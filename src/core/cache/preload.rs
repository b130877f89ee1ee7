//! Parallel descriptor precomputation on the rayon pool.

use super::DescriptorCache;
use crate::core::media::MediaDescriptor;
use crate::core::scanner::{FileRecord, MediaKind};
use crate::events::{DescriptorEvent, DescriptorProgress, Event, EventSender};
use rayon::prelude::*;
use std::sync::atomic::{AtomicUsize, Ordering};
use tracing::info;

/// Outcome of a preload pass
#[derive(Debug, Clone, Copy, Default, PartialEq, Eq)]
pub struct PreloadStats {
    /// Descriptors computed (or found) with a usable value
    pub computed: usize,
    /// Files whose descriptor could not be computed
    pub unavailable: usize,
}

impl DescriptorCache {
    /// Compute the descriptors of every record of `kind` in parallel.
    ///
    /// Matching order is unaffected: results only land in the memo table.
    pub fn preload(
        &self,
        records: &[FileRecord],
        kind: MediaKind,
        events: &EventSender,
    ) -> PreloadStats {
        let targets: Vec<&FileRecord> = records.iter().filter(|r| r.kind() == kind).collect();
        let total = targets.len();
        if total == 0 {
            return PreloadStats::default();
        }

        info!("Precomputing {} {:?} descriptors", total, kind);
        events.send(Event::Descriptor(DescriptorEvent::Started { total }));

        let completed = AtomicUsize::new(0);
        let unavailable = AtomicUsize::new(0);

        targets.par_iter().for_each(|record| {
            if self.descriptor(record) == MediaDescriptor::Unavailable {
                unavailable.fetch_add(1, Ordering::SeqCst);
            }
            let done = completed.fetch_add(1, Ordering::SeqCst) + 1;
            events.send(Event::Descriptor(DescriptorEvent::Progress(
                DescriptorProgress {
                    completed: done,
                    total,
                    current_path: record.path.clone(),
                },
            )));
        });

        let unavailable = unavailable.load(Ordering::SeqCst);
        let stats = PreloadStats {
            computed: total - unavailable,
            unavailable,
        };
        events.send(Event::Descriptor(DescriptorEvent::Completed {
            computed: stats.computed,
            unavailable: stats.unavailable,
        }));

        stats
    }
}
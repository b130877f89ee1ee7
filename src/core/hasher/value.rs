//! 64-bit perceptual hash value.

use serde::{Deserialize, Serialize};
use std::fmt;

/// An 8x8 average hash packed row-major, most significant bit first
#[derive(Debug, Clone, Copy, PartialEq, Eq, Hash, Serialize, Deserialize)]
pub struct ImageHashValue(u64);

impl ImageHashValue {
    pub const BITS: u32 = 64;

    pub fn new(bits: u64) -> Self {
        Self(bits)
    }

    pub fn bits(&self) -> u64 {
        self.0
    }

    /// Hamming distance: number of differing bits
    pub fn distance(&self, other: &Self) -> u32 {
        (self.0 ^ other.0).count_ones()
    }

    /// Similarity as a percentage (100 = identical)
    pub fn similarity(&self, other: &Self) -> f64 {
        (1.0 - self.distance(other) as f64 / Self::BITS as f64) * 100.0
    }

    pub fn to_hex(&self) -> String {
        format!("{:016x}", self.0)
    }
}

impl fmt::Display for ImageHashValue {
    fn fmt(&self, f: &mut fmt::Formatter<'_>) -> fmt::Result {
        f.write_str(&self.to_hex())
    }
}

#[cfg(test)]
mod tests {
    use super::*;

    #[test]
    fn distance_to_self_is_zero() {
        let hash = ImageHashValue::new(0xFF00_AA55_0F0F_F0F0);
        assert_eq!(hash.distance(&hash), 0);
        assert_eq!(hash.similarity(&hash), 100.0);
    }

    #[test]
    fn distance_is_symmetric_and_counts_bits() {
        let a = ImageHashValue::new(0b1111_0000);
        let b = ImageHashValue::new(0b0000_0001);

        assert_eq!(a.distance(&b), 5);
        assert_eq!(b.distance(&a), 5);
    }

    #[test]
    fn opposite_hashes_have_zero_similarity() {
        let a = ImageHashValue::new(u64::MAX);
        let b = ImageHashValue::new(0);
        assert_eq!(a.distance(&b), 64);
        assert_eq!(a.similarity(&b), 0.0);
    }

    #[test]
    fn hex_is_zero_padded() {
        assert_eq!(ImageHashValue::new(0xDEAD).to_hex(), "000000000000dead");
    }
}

····················

Work request
Restating every entry above word for word is the whole task.

Result
filename src/core/cache/preload.rs
repository b130877f89ee1ee7
//! Parallel descriptor precomputation on the rayon pool.

use super::DescriptorCache;
use crate::core::media::MediaDescriptor;
use crate::core::scanner::{FileRecord, MediaKind};
use crate::events::{DescriptorEvent, DescriptorProgress, Event, EventSender};
use rayon::prelude::*;
use std::sync::atomic::{AtomicUsize, Ordering};
use tracing::info;

/// Outcome of a preload pass
#[derive(Debug, Clone, Copy, Default, PartialEq, Eq)]
pub struct PreloadStats {
    /// Descriptors computed (or found) with a usable value
    pub computed: usize,
    /// Files whose descriptor could not be computed
    pub unavailable: usize,
}

impl DescriptorCache {
    /// Compute the descriptors of every record of `kind` in parallel.
    ///
    /// Matching order is unaffected: results only land in the memo table.
    pub fn preload(
        &self,
        records: &[FileRecord],
        kind: MediaKind,
        events: &EventSender,
    ) -> PreloadStats {
        let targets: Vec<&FileRecord> = records.iter().filter(|r| r.kind() == kind).collect();
        let total = targets.len();
        if total == 0 {
            return PreloadStats::default();
        }

        info!("Precomputing {} {:?} descriptors", total, kind);
        events.send(Event::Descriptor(DescriptorEvent::Started { total }));

        let completed = AtomicUsize::new(0);
        let unavailable = AtomicUsize::new(0);

        targets.par_iter().for_each(|record| {
            if self.descriptor(record) == MediaDescriptor::Unavailable {
                unavailable.fetch_add(1, Ordering::SeqCst);
            }
            let done = completed.fetch_add(1, Ordering::SeqCst) + 1;
            events.send(Event::Descriptor(DescriptorEvent::Progress(
                DescriptorProgress {
                    completed: done,
                    total,
                    current_path: record.path.clone(),
                },
            )));
        });

        let unavailable = unavailable.load(Ordering::SeqCst);
        let stats = PreloadStats {
            computed: total - unavailable,
            unavailable,
        };
        events.send(Event::Descriptor(DescriptorEvent::Completed {
            computed: stats.computed,
            unavailable: stats.unavailable,
        }));

        stats
    }
}
repository b130877f89ee1ee7
filename src/core/hasher/value.rs
//! 64-bit perceptual hash value.

use serde::{Deserialize, Serialize};
use std::fmt;

/// An 8x8 average hash packed row-major, most significant bit first
#[derive(Debug, Clone, Copy, PartialEq, Eq, Hash, Serialize, Deserialize)]
pub struct ImageHashValue(u64);

impl ImageHashValue {
    pub const BITS: u32 = 64;

    pub fn new(bits: u64) -> Self {
        Self(bits)
    }

    pub fn bits(&self) -> u64 {
        self.0
    }

    /// Hamming distance: number of differing bits
    pub fn distance(&self, other: &Self) -> u32 {
        (self.0 ^ other.0).count_ones()
    }

    /// Similarity as a percentage (100 = identical)
    pub fn similarity(&self, other: &Self) -> f64 {
        (1.0 - self.distance(other) as f64 / Self::BITS as f64) * 100.0
    }

    pub fn to_hex(&self) -> String {
        format!("{:016x}", self.0)
    }
}

impl fmt::Display for ImageHashValue {
    fn fmt(&self, f: &mut fmt::Formatter<'_>) -> fmt::Result {
        f.write_str(&self.to_hex())
    }
}

#[cfg(test)]
mod tests {
    use super::*;

    #[test]
    fn distance_to_self_is_zero() {
        let hash = ImageHashValue::new(0xFF00_AA55_0F0F_F0F0);
        assert_eq!(hash.distance(&hash), 0);
        assert_eq!(hash.similarity(&hash), 100.0);
    }

    #[test]
    fn distance_is_symmetric_and_counts_bits() {
        let a = ImageHashValue::new(0b1111_0000);
        let b = ImageHashValue::new(0b0000_0001);

        assert_eq!(a.distance(&b), 5);
        assert_eq!(b.distance(&a), 5);
    }

    #[test]
    fn opposite_hashes_have_zero_similarity() {
        let a = ImageHashValue::new(u64::MAX);
        let b = ImageHashValue::new(0);
        assert_eq!(a.distance(&b), 64);
        assert_eq!(a.similarity(&b), 0.0);
    }

    #[test]
    fn hex_is_zero_padded() {
        assert_eq!(ImageHashValue::new(0xDEAD).to_hex(), "000000000000dead");
    }
}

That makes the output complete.